24. The Judge was satisfied her medical condition was worsening and gave reasons for this in paragraph 71 of his decision. The witness statements supported the medical views expressed and the respondent's representative in the First-tier Tribunal did not challenge that evidence.
25. The Judge went on to carefully analyse the appellant's medical condition and concluded that although she currently had support from a neighbour it was not reasonable to expect this care to continue.
26. I am satisfied that the Judge did consider the Immigration Rules and having identified medical evidence (required by the Rules) then proceeded to apply the tests set out by the Court of Appeal in Briticis.

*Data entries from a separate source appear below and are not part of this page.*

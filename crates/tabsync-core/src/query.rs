#![forbid(unsafe_code)]

//! Page query-string model.
//!
//! [`QueryString`] is an ordered list of decoded `key=value` pairs. Parsing
//! follows `application/x-www-form-urlencoded` rules closely enough for
//! browser `location.search` strings:
//!
//! - a leading `?` is optional,
//! - pairs are separated by `&`, empty segments are skipped,
//! - `+` decodes to a space, `%XX` escapes are percent-decoded,
//! - malformed UTF-8 is decoded lossily instead of rejected.
//!
//! Rendering with [`Display`](std::fmt::Display) produces `?k=v&...`, or the
//! empty string when there are no pairs.

use std::borrow::Cow;
use std::fmt;

/// Ordered, decoded query parameters.
#[derive(Debug, Clone, Default, PartialEq, Eq)]
pub struct QueryString {
    pairs: Vec<(String, String)>,
}

fn decode_component(raw: &str) -> String {
    let spaced: Cow<'_, str> = if raw.contains('+') {
        Cow::Owned(raw.replace('+', " "))
    } else {
        Cow::Borrowed(raw)
    };
    let bytes = urlencoding::decode_binary(spaced.as_bytes());
    String::from_utf8_lossy(&bytes).into_owned()
}

impl QueryString {
    /// Empty query.
    #[must_use]
    pub fn new() -> Self {
        Self::default()
    }

    /// Parse a `location.search` style string.
    #[must_use]
    pub fn parse(search: &str) -> Self {
        let body = search.strip_prefix('?').unwrap_or(search);
        let pairs = body
            .split('&')
            .filter(|segment| !segment.is_empty())
            .map(|segment| match segment.split_once('=') {
                Some((key, value)) => (decode_component(key), decode_component(value)),
                None => (decode_component(segment), String::new()),
            })
            .collect();
        Self { pairs }
    }

    /// First value stored under `key`.
    #[must_use]
    pub fn get(&self, key: &str) -> Option<&str> {
        self.pairs
            .iter()
            .find(|(k, _)| k == key)
            .map(|(_, v)| v.as_str())
    }

    /// Replace the first `key` entry in place, or append a new one.
    ///
    /// Later duplicates of `key` are dropped so the query carries exactly one
    /// value for it afterwards. Returns `true` when the query changed.
    pub fn set(&mut self, key: &str, value: &str) -> bool {
        let before = self.pairs.len();
        let mut seen = false;
        let mut changed = false;
        self.pairs.retain_mut(|(k, v)| {
            if k != key {
                return true;
            }
            if seen {
                return false;
            }
            seen = true;
            if v != value {
                *v = value.to_owned();
                changed = true;
            }
            true
        });
        if !seen {
            self.pairs.push((key.to_owned(), value.to_owned()));
            return true;
        }
        changed || self.pairs.len() != before
    }

    /// Remove every entry under `key`. Returns `true` when something was removed.
    pub fn remove(&mut self, key: &str) -> bool {
        let before = self.pairs.len();
        self.pairs.retain(|(k, _)| k != key);
        self.pairs.len() != before
    }

    /// Builder-style [`set`](Self::set).
    #[must_use]
    pub fn with(mut self, key: &str, value: &str) -> Self {
        self.set(key, value);
        self
    }

    #[must_use]
    pub fn is_empty(&self) -> bool {
        self.pairs.is_empty()
    }

    #[must_use]
    pub fn len(&self) -> usize {
        self.pairs.len()
    }

    /// Iterate decoded pairs in order.
    pub fn iter(&self) -> impl Iterator<Item = (&str, &str)> {
        self.pairs.iter().map(|(k, v)| (k.as_str(), v.as_str()))
    }
}

impl fmt::Display for QueryString {
    fn fmt(&self, f: &mut fmt::Formatter<'_>) -> fmt::Result {
        for (idx, (key, value)) in self.pairs.iter().enumerate() {
            f.write_str(if idx == 0 { "?" } else { "&" })?;
            write!(
                f,
                "{}={}",
                urlencoding::encode(key),
                urlencoding::encode(value)
            )?;
        }
        Ok(())
    }
}

impl From<&str> for QueryString {
    fn from(search: &str) -> Self {
        Self::parse(search)
    }
}
#![forbid(unsafe_code)]

//! Shared, version-tracked values with synchronous change notification.

use std::any::Any;
use std::cell::RefCell;
use std::fmt;
use std::rc::{Rc, Weak};

type Callback<T> = dyn Fn(&T);

struct ObservableInner<T> {
    value: T,
    /// Bumped once per mutation that changes `value`.
    version: u64,
    /// Registration order is notification order.
    subscribers: Vec<Weak<Callback<T>>>,
}

/// A shared value that notifies subscribers when it changes.
///
/// Cloning an `Observable` creates a new handle to the **same** value.
pub struct Observable<T> {
    inner: Rc<RefCell<ObservableInner<T>>>,
}

impl<T> Clone for Observable<T> {
    fn clone(&self) -> Self {
        Self {
            inner: Rc::clone(&self.inner),
        }
    }
}

impl<T: fmt::Debug> fmt::Debug for Observable<T> {
    fn fmt(&self, f: &mut fmt::Formatter<'_>) -> fmt::Result {
        let inner = self.inner.borrow();
        f.debug_struct("Observable")
            .field("value", &inner.value)
            .field("version", &inner.version)
            .field("subscribers", &inner.subscribers.len())
            .finish()
    }
}

impl<T: Default + Clone + PartialEq + 'static> Default for Observable<T> {
    fn default() -> Self {
        Self::new(T::default())
    }
}

/// Keeps a subscriber callback alive. Dropping it unsubscribes.
#[must_use = "dropping a Subscription unsubscribes immediately"]
pub struct Subscription {
    _callback: Box<dyn Any>,
}

impl fmt::Debug for Subscription {
    fn fmt(&self, f: &mut fmt::Formatter<'_>) -> fmt::Result {
        f.write_str("Subscription")
    }
}

impl<T: Clone + PartialEq + 'static> Observable<T> {
    /// Wrap an initial value. Version starts at 0.
    #[must_use]
    pub fn new(value: T) -> Self {
        Self {
            inner: Rc::new(RefCell::new(ObservableInner {
                value,
                version: 0,
                subscribers: Vec::new(),
            })),
        }
    }

    /// Clone of the current value.
    #[must_use]
    pub fn get(&self) -> T {
        self.inner.borrow().value.clone()
    }

    /// Borrow the current value for the duration of `f`.
    ///
    /// # Panics
    ///
    /// Panics if `f` mutates this same observable.
    pub fn with<R>(&self, f: impl FnOnce(&T) -> R) -> R {
        f(&self.inner.borrow().value)
    }

    /// Replace the value, notifying subscribers if it changed.
    ///
    /// Returns `true` when the value changed.
    pub fn set(&self, value: T) -> bool {
        {
            let mut inner = self.inner.borrow_mut();
            if inner.value == value {
                return false;
            }
            inner.value = value;
            inner.version += 1;
        }
        self.notify();
        true
    }

    /// Mutate the value in place, notifying subscribers if it changed.
    ///
    /// Returns `true` when the value changed.
    pub fn update(&self, f: impl FnOnce(&mut T)) -> bool {
        {
            let mut inner = self.inner.borrow_mut();
            let before = inner.value.clone();
            f(&mut inner.value);
            if inner.value == before {
                return false;
            }
            inner.version += 1;
        }
        self.notify();
        true
    }

    /// Register a callback invoked with the new value after every change.
    pub fn subscribe(&self, callback: impl Fn(&T) + 'static) -> Subscription {
        let strong: Rc<Callback<T>> = Rc::new(callback);
        self.inner
            .borrow_mut()
            .subscribers
            .push(Rc::downgrade(&strong));
        Subscription {
            _callback: Box::new(strong),
        }
    }

    /// Number of mutations that changed the value.
    #[must_use]
    pub fn version(&self) -> u64 {
        self.inner.borrow().version
    }

    /// Live subscriber count (dead entries are excluded).
    #[must_use]
    pub fn subscriber_count(&self) -> usize {
        self.inner
            .borrow()
            .subscribers
            .iter()
            .filter(|weak| weak.strong_count() > 0)
            .count()
    }

    fn notify(&self) {
        let (snapshot, callbacks) = {
            let mut inner = self.inner.borrow_mut();
            inner.subscribers.retain(|weak| weak.strong_count() > 0);
            let callbacks: Vec<Rc<Callback<T>>> = inner
                .subscribers
                .iter()
                .filter_map(Weak::upgrade)
                .collect();
            (inner.value.clone(), callbacks)
        };
        for callback in callbacks {
            callback(&snapshot);
        }
    }
}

27. He considered whether the provision of health and social care services could reasonably and adequately be met in their home country and (b) where their needs could only be met in the United Kingdom.
28. The Judge concluded that the provision of health and social care services could not be provided in Syria (her home country) and also concluded that the provision of health and social care services was also not available in Jordan. He accepted they could be met in the United Kingdom and if that meant at the expense of the NHS then so be it. The Court of Appeal made it clear that a lack of finance did not mean a person could not succeed.
29. Having made findings that were open to him the Judge was entitled to conclude the Immigration Rules were met and following the decision in TZ (Pakistan) and PG (India) [2018] EWCA Civ 1109 had to allow the appeal under article 8 ECHR.
30. There was no error in law.
DECISION
31. There was no material error in law and I uphold the decision.
Signed Date 12/04/2019
Deputy Upper Tribunal Judge Alis
TO THE RESPONDENT
FEE AWARD
I do not make a fee award because none was made in the First-tier Tribunal.